[llvm] r230394 - LowerBitSets: Introduce global layout builder.
Peter Collingbourne
peter at pcc.me.uk
Tue Feb 24 19:38:40 PST 2015
r230458
On Tue, Feb 24, 2015 at 03:32:32PM -0800, Kostya Serebryany wrote:
> Cool. I think this deserves to be mentioned in
> http://clang.llvm.org/docs/ControlFlowIntegrityDesign.html
>
> On Tue, Feb 24, 2015 at 3:17 PM, Peter Collingbourne <peter at pcc.me.uk>
> wrote:
>
> > Author: pcc
> > Date: Tue Feb 24 17:17:02 2015
> > New Revision: 230394
> >
> > URL: http://llvm.org/viewvc/llvm-project?rev=230394&view=rev
> > Log:
> > LowerBitSets: Introduce global layout builder.
> >
> > The builder is based on a layout algorithm that tries to keep members of
> > small bit sets together. The new layout compresses Chromium's bit sets to
> > around 15% of their original size.
> >
> > Differential Revision: http://reviews.llvm.org/D7796
> >
> > Added:
> > llvm/trunk/test/Transforms/LowerBitSets/layout.ll
> > Modified:
> > llvm/trunk/docs/BitSets.rst
> > llvm/trunk/include/llvm/Transforms/IPO/LowerBitSets.h
> > llvm/trunk/lib/Transforms/IPO/LowerBitSets.cpp
> > llvm/trunk/unittests/Transforms/IPO/LowerBitSets.cpp
> >
> > Modified: llvm/trunk/docs/BitSets.rst
> > URL:
> > http://llvm.org/viewvc/llvm-project/llvm/trunk/docs/BitSets.rst?rev=230394&r1=230393&r2=230394&view=diff
> >
> > ==============================================================================
> > --- llvm/trunk/docs/BitSets.rst (original)
> > +++ llvm/trunk/docs/BitSets.rst Tue Feb 24 17:17:02 2015
> > @@ -17,8 +17,10 @@ global variable.
> > This will cause a link-time optimization pass to generate bitsets from the
> > memory addresses referenced from the elements of the bitset metadata.
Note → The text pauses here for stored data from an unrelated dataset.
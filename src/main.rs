use anyhow::Result;
use clap::Parser;
use script_runner::cli::{Cli, Commands};
use script_runner::RunnerConfig;
use tracing_subscriber::{layer::SubscriberExt, util::SubscriberInitExt};

fn main() -> Result<()> {
    // Parse CLI arguments
    let cli = Cli::parse();
    let verbosity = cli.verbosity();

    // Logs go to stderr; stdout carries the event stream
    tracing_subscriber::registry()
        .with(
            tracing_subscriber::EnvFilter::try_from_default_env()
                .unwrap_or_else(|_| verbosity.to_log_level().into()),
        )
        .with(tracing_subscriber::fmt::layer().with_writer(std::io::stderr))
        .init();

    match cli.command {
        Commands::Run(args) => {
            let config = RunnerConfig::load(cli.config.as_deref())?;
            script_runner::cli::commands::run(args, config, verbosity)?;
        }
        Commands::Instrument(args) => {
            script_runner::cli::commands::instrument(args, verbosity)?;
        }
        Commands::Check(args) => {
            script_runner::cli::commands::check(args, verbosity)?;
        }
    }

    Ok(())
}
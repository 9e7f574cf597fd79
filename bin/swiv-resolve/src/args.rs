// SPDX-License-Identifier: AGPL-3.0-only
// Copyright (C) 2024 Jonathan Lee
// This program is free software: you can redistribute it and/or modify
// it under the terms of the GNU Affero General Public License version 3
// as published by the Free Software Foundation.
// This program is distributed in the hope that it will be useful,
// but WITHOUT ANY WARRANTY; without even the implied warranty of
// MERCHANTABILITY or FITNESS FOR A PARTICULAR PURPOSE.
// See the GNU Affero General Public License for more details.
// You should have received a copy of the GNU Affero General Public License
// along with this program. If not, see https://www.gnu.org/licenses/.

use clap::Parser;
use swiv::VisStrategy;

#[derive(Parser, Debug)]
#[command(
    name = "swiv-resolve",
    version,
    about = "Pick and auto-correct the visualization for a split/measure query shape"
)]
pub struct Args {
    #[arg(
        long,
        default_value = "config/wikipedia.yml",
        help = "YAML or JSON file with app settings and data cubes"
    )]
    pub config: String,
    #[arg(long, default_value = "wiki", help = "Data cube to query")]
    pub cube: String,
    #[arg(
        long = "split",
        help = "Dimension to split on, in order; repeat for more splits"
    )]
    pub splits: Vec<String>,
    #[arg(
        long = "measure",
        help = "Measure to show; repeat for more, defaults to the cube's default measures"
    )]
    pub measures: Vec<String>,
    #[arg(long, help = "Pin a visualization by name, e.g. bar-chart")]
    pub visualization: Option<String>,
    #[arg(long, value_enum, default_value_t = StrategyArg::Fair)]
    pub strategy: StrategyArg,
    #[arg(long, help = "List every visualization's verdict")]
    pub all: bool,
    #[arg(long, help = "Print the result as JSON")]
    pub json: bool,
    #[arg(long, short, help = "Enable debug logging")]
    pub verbose: bool,
}

#[derive(clap::ValueEnum, Clone, Copy, Debug)]
pub enum StrategyArg {
    Fair,
    Unfair,
    KeepIfReady,
    KeepAlways,
}

impl From<StrategyArg> for VisStrategy {
    fn from(value: StrategyArg) -> Self {
        match value {
            StrategyArg::Fair => VisStrategy::FairGame,
            StrategyArg::Unfair => VisStrategy::UnfairGame,
            StrategyArg::KeepIfReady => VisStrategy::KeepIfReady,
            StrategyArg::KeepAlways => VisStrategy::KeepAlways,
        }
    }
}
// SPDX-License-Identifier: AGPL-3.0-only
// Copyright (C) 2024 Jonathan Lee
// This program is free software: you can redistribute it and/or modify
// it under the terms of the GNU Affero General Public License version 3
// as published by the Free Software Foundation.
// This program is distributed in the hope that it will be useful,
// but WITHOUT ANY WARRANTY; without even the implied warranty of
// MERCHANTABILITY or FITNESS FOR A PARTICULAR PURPOSE.
// See the GNU Affero General Public License for more details.
// You should have received a copy of the GNU Affero General Public License
// along with this program. If not, see https://www.gnu.org/licenses/.

pub mod bar_chart;
pub mod grid;
pub mod heatmap;
pub mod line_chart;
pub mod marimekko;
pub mod scatterplot;
pub mod table;
pub mod totals;

use crate::error::ResolveError;
use crate::rules::{Resolve, RuleVariables, VisualizationEvaluator};
use once_cell::sync::Lazy;
use serde::Serialize;
use serde_json::Value;
use std::fmt;

/// Settings owned by the rendering layer; carried through untouched.
#[derive(Debug, Clone, PartialEq, Default, Serialize)]
#[serde(transparent)]
pub struct VisualizationSettings {
    pub defaults: Value,
}

impl VisualizationSettings {
    pub fn new(defaults: Value) -> Self {
        Self { defaults }
    }
}

pub struct VisualizationManifest {
    pub name: &'static str,
    pub title: &'static str,
    evaluator: VisualizationEvaluator,
    pub visualization_settings: VisualizationSettings,
}

impl VisualizationManifest {
    pub fn new(
        name: &'static str,
        title: &'static str,
        evaluator: VisualizationEvaluator,
        visualization_settings: VisualizationSettings,
    ) -> Self {
        Self {
            name,
            title,
            evaluator,
            visualization_settings,
        }
    }

    pub fn evaluate_rules(&self, variables: &RuleVariables) -> Resolve {
        self.evaluator.evaluate(variables)
    }
}

impl PartialEq for VisualizationManifest {
    fn eq(&self, other: &Self) -> bool {
        self.name == other.name
    }
}

impl Eq for VisualizationManifest {}

impl fmt::Debug for VisualizationManifest {
    fn fmt(&self, f: &mut fmt::Formatter<'_>) -> fmt::Result {
        f.debug_struct("VisualizationManifest")
            .field("name", &self.name)
            .field("title", &self.title)
            .field("rules", &self.evaluator.rule_count())
            .finish()
    }
}

impl fmt::Display for VisualizationManifest {
    fn fmt(&self, f: &mut fmt::Formatter<'_>) -> fmt::Result {
        f.write_str(self.title)
    }
}

static MANIFESTS: Lazy<Vec<VisualizationManifest>> = Lazy::new(|| {
    vec![
        totals::manifest(),
        table::manifest(),
        line_chart::manifest(),
        bar_chart::manifest(),
        heatmap::manifest(),
        grid::manifest(),
        scatterplot::manifest(),
        marimekko::manifest(),
    ]
});

/// Every registered visualization, in tie-break order.
pub fn manifests() -> &'static [VisualizationManifest] {
    &MANIFESTS
}

pub fn manifest_by_name(name: &str) -> Option<&'static VisualizationManifest> {
    MANIFESTS.iter().find(|m| m.name == name)
}

pub fn try_manifest_by_name(name: &str) -> Result<&'static VisualizationManifest, ResolveError> {
    manifest_by_name(name).ok_or_else(|| ResolveError::UnknownVisualization {
        name: name.to_string(),
    })
}

#[cfg(test)]
mod tests {
    use super::*;

    #[test]
    fn registry_holds_every_visualization_once() {
        let names: Vec<_> = manifests().iter().map(|m| m.name).collect();
        assert_eq!(
            names,
            [
                "totals",
                "table",
                "line-chart",
                "bar-chart",
                "heatmap",
                "grid",
                "scatterplot",
                "marimekko"
            ]
        );
    }

    #[test]
    fn lookup_by_name() {
        assert_eq!(manifest_by_name("bar-chart").map(|m| m.title), Some("Bar Chart"));
        assert!(manifest_by_name("pie-chart").is_none());
        assert_eq!(
            try_manifest_by_name("pie-chart").unwrap_err(),
            ResolveError::UnknownVisualization {
                name: "pie-chart".into()
            }
        );
    }
}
The
> > pass
> > will lay out the referenced globals consecutively, so their definitions
> > must
> > -be available at LTO time. An intrinsic, :ref:`llvm.bitset.test
> > <bitset.test>`,
> > -generates code to test whether a given pointer is a member of a bitset.
> > +be available at LTO time. The `GlobalLayoutBuilder`_ class is responsible
> > for
> > +laying out the globals efficiently to minimize the sizes of the underlying
> > +bitsets. An intrinsic, :ref:`llvm.bitset.test <bitset.test>`, generates
> > code
> > +to test whether a given pointer is a member of a bitset.
> >
> > :Example:
> >
> > @@ -64,3 +66,5 @@ generates code to test whether a given p
> > %d12 = call i1 @bar(i32* getelementptr ([2 x i32]* @d, i32 0, i32
> > 1)) ; returns 1
> > ret void
> > }
> > +
> > +.. _GlobalLayoutBuilder:
> > http://llvm.org/klaus/llvm/blob/master/include/llvm/Transforms/IPO/LowerBitSets.h
> >
> > Modified: llvm/trunk/include/llvm/Transforms/IPO/LowerBitSets.h
> > URL:
> > http://llvm.org/viewvc/llvm-project/llvm/trunk/include/llvm/Transforms/IPO/LowerBitSets.h?rev=230394&r1=230393&r2=230394&view=diff
> >
> > ==============================================================================
> > --- llvm/trunk/include/llvm/Transforms/IPO/LowerBitSets.h (original)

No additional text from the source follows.